The iron mill was also the site of the Sendai Prisoner of War Camp, and 32 Allied prisoners were killed in the raids. A total of 694 civilians and 30 Japanese military personnel were killed in the bombardment.

===Kamaishi after WWII===
Kamaishi played its part in Japan's post-war boom, continuing its reputation as a steel town, a reputation reflected in the name of its rugby team - the Kamaishi Nippon Steel Rugby Club. In 1960, the town was crippled by a tsunami generated by the Great Chilean Earthquake. However, following the closure of the steel mills in 1988, the economy of the city collapsed, and almost half its population moved away. Kamaishi is now known more for commercial fishing than heavy industry. On September 30, 2010, Foreign Policy magazine used Kamaishi as an example of Japan's relative decline in the Lost Decade.

===2011 Tōhoku earthquake and tsunami===
Kamaishi was heavily damaged by the 2011 Tōhoku earthquake and tsunami, in which 1,250 city residents were killed or are missing; at least 4 of the town's 69 designated evacuation sites and three of the town's 14 schools were inundated. Of the 2,900 students who attended the town's schools, five elementary or junior high school students were killed or are missing.

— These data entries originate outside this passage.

//! Order and market-data API handlers.
//!
//! Thin adapters over the matching engine. Authentication lives at the
//! gateway; the caller's user id arrives in the `X-User-Id` header.

use axum::{
    extract::{Path, Query, State},
    http::HeaderMap,
    Json,
};
use rust_decimal::Decimal;
use serde::{Deserialize, Serialize};
use std::sync::Arc;

use crate::engine::{DepthSnapshot, NewOrder};
use crate::models::units::{from_quanta, to_quanta};
use crate::models::{
    CancelOrderResponse, OrderStatus, SubmitOrderRequest, SubmitOrderResponse, TradeFill,
};
use crate::utils::response::{ApiResponse, AppError};
use crate::AppState;

const MAX_DEPTH: usize = 100;
const DEFAULT_DEPTH: usize = 20;

fn caller_user_id(headers: &HeaderMap) -> Result<i64, AppError> {
    headers
        .get("x-user-id")
        .and_then(|v| v.to_str().ok())
        .and_then(|v| v.parse().ok())
        .ok_or_else(|| AppError::unauthorized("missing or invalid X-User-Id header"))
}

/// Create a new order
/// POST /orders
pub async fn submit_order(
    State(state): State<Arc<AppState>>,
    headers: HeaderMap,
    Json(req): Json<SubmitOrderRequest>,
) -> Result<Json<ApiResponse<SubmitOrderResponse>>, AppError> {
    let user_id = caller_user_id(&headers)?;

    if state.engine.pair(&req.symbol).is_none() {
        return Err(AppError::bad_request(
            "INVALID_SYMBOL",
            &format!("unsupported trading pair: {}", req.symbol),
        ));
    }

    let quantity = to_quanta(req.quantity)
        .map_err(|e| AppError::bad_request("INVALID_QUANTITY", &e.to_string()))?;
    let price = req
        .price
        .map(to_quanta)
        .transpose()
        .map_err(|e| AppError::bad_request("INVALID_PRICE", &e.to_string()))?;

    let ack = state
        .engine
        .submit(NewOrder {
            user_id,
            symbol: req.symbol.clone(),
            side: req.side,
            order_type: req.order_type,
            quantity,
            price,
        })
        .await?;

    // User-surfaced rejections come back synchronously as 4xx.
    if ack.status == OrderStatus::Rejected {
        let reason = ack
            .reject_reason
            .unwrap_or_else(|| "order rejected".to_string());
        let code = if reason.starts_with("insufficient") {
            "INSUFFICIENT_FUNDS"
        } else {
            "VALIDATION"
        };
        return Err(AppError::bad_request(code, &reason));
    }

    Ok(Json(ApiResponse::success(SubmitOrderResponse {
        order_id: ack.order_id,
        status: ack.status,
        executed_quantity: from_quanta(ack.executed_quantity),
        trades: ack
            .fills
            .iter()
            .map(|fill| TradeFill {
                id: fill.trade_id,
                price: from_quanta(fill.price),
                quantity: from_quanta(fill.quantity),
                executed_at: fill.executed_at,
            })
            .collect(),
    })))
}

/// Cancel an order
/// DELETE /orders/:order_id
pub async fn cancel_order(
    State(state): State<Arc<AppState>>,
    headers: HeaderMap,
    Path(order_id): Path<i64>,
) -> Result<Json<ApiResponse<CancelOrderResponse>>, AppError> {
    let user_id = caller_user_id(&headers)?;

    match state.engine.cancel(order_id, Some(user_id)).await {
        Ok(()) => Ok(Json(ApiResponse::success(CancelOrderResponse {
            success: true,
            reason: None,
        }))),
        // User-resolvable outcomes keep the {success, reason} shape.
        Err(
            e @ (crate::engine::EngineError::OrderNotFound(_)
            | crate::engine::EngineError::NotOrderOwner(_)
            | crate::engine::EngineError::NotCancellable(_)),
        ) => Ok(Json(ApiResponse::success(CancelOrderResponse {
            success: false,
            reason: Some(e.to_string()),
        }))),
        Err(e) => Err(e.into()),
    }
}

#[derive(Debug, Deserialize)]
pub struct DepthQuery {
    pub symbol: String,
    pub depth: Option<usize>,
}

#[derive(Debug, Serialize)]
pub struct DepthLevelDto {
    pub price: Decimal,
    pub qty: Decimal,
}

#[derive(Debug, Serialize)]
pub struct DepthResponse {
    pub symbol: String,
    pub bids: Vec<DepthLevelDto>,
    pub asks: Vec<DepthLevelDto>,
    pub ts: i64,
}

impl From<DepthSnapshot> for DepthResponse {
    fn from(snapshot: DepthSnapshot) -> Self {
        let convert = |levels: Vec<crate::engine::DepthLevel>| {
            levels
                .into_iter()
                .map(|level| DepthLevelDto {
                    price: from_quanta(level.price),
                    qty: from_quanta(level.quantity),
                })
                .collect()
        };
        Self {
            symbol: snapshot.symbol,
            bids: convert(snapshot.bids),
            asks: convert(snapshot.asks),
            ts: snapshot.ts,
        }
    }
}

/// Aggregated order-book depth, best levels first
/// GET /depth?symbol=BTCUSDT&depth=20
pub async fn get_depth(
    State(state): State<Arc<AppState>>,
    Query(query): Query<DepthQuery>,
) -> Result<Json<ApiResponse<DepthResponse>>, AppError> {
    let levels = query.depth.unwrap_or(DEFAULT_DEPTH).min(MAX_DEPTH).max(1);
    let snapshot = state.engine.depth(&query.symbol, levels).await?;
    Ok(Json(ApiResponse::success(snapshot.into())))
}
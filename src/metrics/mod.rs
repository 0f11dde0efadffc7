//! Metrics Module
//!
//! Provides Prometheus-compatible metrics for monitoring:
//! - API request metrics (latency, count, errors)
//! - Matching engine metrics (orders, trades, latency)
//! - Change-queue depth and synchroniser throughput
//! - Operational store metrics (ping latency)
//! - Publisher metrics (tape-event loss)

#![allow(dead_code)]

use metrics::{counter, gauge, histogram};
use metrics_exporter_prometheus::{Matcher, PrometheusBuilder, PrometheusHandle};
use std::time::Instant;

/// Metric names as constants for consistency
pub mod names {
    // API Metrics
    pub const HTTP_REQUESTS_TOTAL: &str = "http_requests_total";
    pub const HTTP_REQUEST_DURATION_SECONDS: &str = "http_request_duration_seconds";

    // Matching Engine Metrics
    pub const ORDERS_SUBMITTED_TOTAL: &str = "orders_submitted_total";
    pub const ORDERS_REJECTED_TOTAL: &str = "orders_rejected_total";
    pub const ORDERS_CANCELLED_TOTAL: &str = "orders_cancelled_total";
    pub const ORDER_MATCH_DURATION_SECONDS: &str = "order_match_duration_seconds";
    pub const TRADES_EXECUTED_TOTAL: &str = "trades_executed_total";
    pub const TRADE_VOLUME_QUOTE: &str = "trade_volume_quote";
    pub const SETTLEMENT_FAILURES_TOTAL: &str = "settlement_failures_total";

    // Change Queue / Synchroniser Metrics
    pub const SYNC_QUEUE_DEPTH: &str = "sync_queue_depth";
    pub const SYNC_BATCHES_TOTAL: &str = "sync_batches_total";
    pub const SYNC_RECORDS_TOTAL: &str = "sync_records_total";

    // Operational Store Metrics
    pub const STORE_PING_SECONDS: &str = "store_ping_seconds";

    // Publisher Metrics
    pub const TAPE_EVENTS_DROPPED_TOTAL: &str = "tape_events_dropped_total";
}

/// Label keys
pub mod labels {
    pub const METHOD: &str = "method";
    pub const ENDPOINT: &str = "endpoint";
    pub const STATUS: &str = "status";
    pub const ORDER_SIDE: &str = "side";
    pub const ORDER_TYPE: &str = "order_type";
    pub const SYMBOL: &str = "symbol";
    pub const REASON: &str = "reason";
    pub const KIND: &str = "kind";
    pub const OUTCOME: &str = "outcome";
    pub const GROUP: &str = "group";
}

/// Initialize Prometheus metrics exporter
///
/// Returns a handle that can be used to render metrics
pub fn init_metrics() -> PrometheusHandle {
    let builder = PrometheusBuilder::new()
        // HTTP request duration buckets (in seconds)
        .set_buckets_for_metric(
            Matcher::Full(names::HTTP_REQUEST_DURATION_SECONDS.to_string()),
            &[0.001, 0.005, 0.01, 0.025, 0.05, 0.1, 0.25, 0.5, 1.0, 2.5, 5.0, 10.0],
        )
        .unwrap()
        // Order matching duration buckets (in seconds) - should be fast
        .set_buckets_for_metric(
            Matcher::Full(names::ORDER_MATCH_DURATION_SECONDS.to_string()),
            &[0.0001, 0.0005, 0.001, 0.005, 0.01, 0.025, 0.05, 0.1, 0.5],
        )
        .unwrap()
        // Store ping buckets
        .set_buckets_for_metric(
            Matcher::Full(names::STORE_PING_SECONDS.to_string()),
            &[0.0001, 0.0005, 0.001, 0.005, 0.01, 0.05, 0.1, 0.5, 1.0],
        )
        .unwrap();

    builder
        .install_recorder()
        .expect("Failed to install Prometheus recorder")
}

// ============================================================================
// HTTP Metrics
// ============================================================================

/// Record HTTP request
pub fn record_http_request(method: &str, endpoint: &str, status: u16, duration_secs: f64) {
    let status_str = status.to_string();
    counter!(
        names::HTTP_REQUESTS_TOTAL,
        labels::METHOD => method.to_string(),
        labels::ENDPOINT => endpoint.to_string(),
        labels::STATUS => status_str.clone()
    )
    .increment(1);

    histogram!(
        names::HTTP_REQUEST_DURATION_SECONDS,
        labels::METHOD => method.to_string(),
        labels::ENDPOINT => endpoint.to_string(),
        labels::STATUS => status_str
    )
    .record(duration_secs);
}

// ============================================================================
// Matching Engine Metrics
// ============================================================================

/// Record order submission
pub fn record_order_submitted(side: &str, order_type: &str) {
    counter!(
        names::ORDERS_SUBMITTED_TOTAL,
        labels::ORDER_SIDE => side.to_string(),
        labels::ORDER_TYPE => order_type.to_string()
    )
    .increment(1);
}

/// Record order rejection
pub fn record_order_rejected(reason: &str) {
    counter!(
        names::ORDERS_REJECTED_TOTAL,
        labels::REASON => reason.to_string()
    )
    .increment(1);
}

/// Record order cancelled
pub fn record_order_cancelled() {
    counter!(names::ORDERS_CANCELLED_TOTAL).increment(1);
}

/// Record order matching duration
pub fn record_match_duration(duration_secs: f64) {
    histogram!(names::ORDER_MATCH_DURATION_SECONDS).record(duration_secs);
}

/// Record trade execution
pub fn record_trade_executed(symbol: &str, volume_quote: f64) {
    counter!(
        names::TRADES_EXECUTED_TOTAL,
        labels::SYMBOL => symbol.to_string()
    )
    .increment(1);

    counter!(names::TRADE_VOLUME_QUOTE).increment(volume_quote as u64);
}

/// Record settlement failure (invariant breach or script timeout)
pub fn record_settlement_failure(symbol: &str) {
    counter!(
        names::SETTLEMENT_FAILURES_TOTAL,
        labels::SYMBOL => symbol.to_string()
    )
    .increment(1);
}

// ============================================================================
// Change Queue / Synchroniser Metrics
// ============================================================================

/// Set change queue depth
pub fn set_sync_queue_depth(kind: &str, depth: i64) {
    gauge!(
        names::SYNC_QUEUE_DEPTH,
        labels::KIND => kind.to_string()
    )
    .set(depth as f64);
}

/// Record a drained batch
pub fn record_sync_batch(kind: &str, outcome: &str, records: usize) {
    counter!(
        names::SYNC_BATCHES_TOTAL,
        labels::KIND => kind.to_string(),
        labels::OUTCOME => outcome.to_string()
    )
    .increment(1);

    counter!(
        names::SYNC_RECORDS_TOTAL,
        labels::KIND => kind.to_string(),
        labels::OUTCOME => outcome.to_string()
    )
    .increment(records as u64);
}

// ============================================================================
// Operational Store Metrics
// ============================================================================

/// Record store ping latency
pub fn record_store_ping(duration_secs: f64) {
    histogram!(names::STORE_PING_SECONDS).record(duration_secs);
}

// ============================================================================
// Publisher Metrics
// ============================================================================

/// Record a tape event lost to back-pressure
pub fn record_tape_dropped(group: &str) {
    counter!(
        names::TAPE_EVENTS_DROPPED_TOTAL,
        labels::GROUP => group.to_string()
    )
    .increment(1);
}

// ============================================================================
// Timer Helper
// ============================================================================

/// Timer for measuring durations
pub struct Timer {
    start: Instant,
}

impl Timer {
    /// Create a new timer
    pub fn new() -> Self {
        Self {
            start: Instant::now(),
        }
    }

    /// Get elapsed time in seconds
    pub fn elapsed_secs(&self) -> f64 {
        self.start.elapsed().as_secs_f64()
    }
}

impl Default for Timer {
    fn default() -> Self {
        Self::new()
    }
}
//! Seed loader.
//!
//! One-shot on startup: pulls cold state from the relational store into
//! the operational store. Guarded by per-kind markers so a restart with a
//! warm store does not re-seed; clearing the marker forces a reload.

use std::sync::Arc;

use crate::store::{keys, AssetStore, EntityKind, OperationalStore, OrderStore, StoreError};

use super::SeedSource;

pub struct SeedLoader<S, D> {
    store: Arc<S>,
    orders: OrderStore<S>,
    assets: AssetStore<S>,
    source: Arc<D>,
}

impl<S: OperationalStore, D: SeedSource> SeedLoader<S, D> {
    pub fn new(store: Arc<S>, source: Arc<D>) -> Self {
        Self {
            orders: OrderStore::new(Arc::clone(&store)),
            assets: AssetStore::new(Arc::clone(&store)),
            store,
            source,
        }
    }

    /// Run every pending seed step. Returns the active trading pairs,
    /// which the caller needs to start the matching lanes either way.
    pub async fn run(&self) -> anyhow::Result<Vec<crate::models::TradingPair>> {
        let pairs = self.source.trading_pairs().await?;

        for kind in EntityKind::ALL {
            let marker = keys::seed_marker(kind);
            if self.store.get(&marker).await?.is_some() {
                tracing::debug!(%kind, "seed marker present, skipping");
                continue;
            }
            match kind {
                EntityKind::Orders => self.seed_orders().await?,
                EntityKind::Assets => self.seed_assets().await?,
                // The trade log is write-through; there is no hot-path
                // read to warm.
                EntityKind::Trades => {
                    let max_trade_id = self.source.max_trade_id().await?;
                    self.store
                        .set(keys::TRADE_ID_COUNTER, &max_trade_id.to_string())
                        .await?;
                }
            }
            self.store.set(&marker, "1").await?;
            tracing::info!(%kind, "seed completed");
        }

        Ok(pairs)
    }

    async fn seed_orders(&self) -> anyhow::Result<()> {
        let open_orders = self.source.open_orders().await?;
        let count = open_orders.len();
        for order in &open_orders {
            self.orders.save(order).await?;
            self.orders.index_for_user(order).await?;
            if let Some(price) = order.price {
                self.orders.index_active(order, price).await?;
            }
        }
        // Keep the id counter ahead of everything ever persisted.
        let max_order_id = self.source.max_order_id().await?;
        self.store
            .set(keys::ORDER_ID_COUNTER, &max_order_id.to_string())
            .await?;
        tracing::info!(count, "seeded open orders");
        Ok(())
    }

    async fn seed_assets(&self) -> anyhow::Result<()> {
        let rows = self.source.assets().await?;
        let count = rows.len();
        for asset in &rows {
            self.assets.save(asset).await?;
        }
        tracing::info!(count, "seeded asset balances");
        Ok(())
    }
}

/// True once every kind's marker is present (readiness gate).
pub async fn completed<S: OperationalStore>(store: &S) -> Result<bool, StoreError> {
    for kind in EntityKind::ALL {
        if store.get(&keys::seed_marker(kind)).await?.is_none() {
            return Ok(false);
        }
    }
    Ok(true)
}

Tsunami waves as tall as 14 ft surmounted the 1950 m long and 63 m deep Kamaishi Tsunami Protection Breakwater, which had been completed in March 2009, after three decades of construction, at a cost of $1.5 billion. It was once recognized by the Guinness World Records as the world's deepest breakwater. The subsequent decision to rebuild the breakwater at a cost of over $650 million was criticised as "a waste of money that aims to protect an area of rapidly declining population with technology that is a proven failure".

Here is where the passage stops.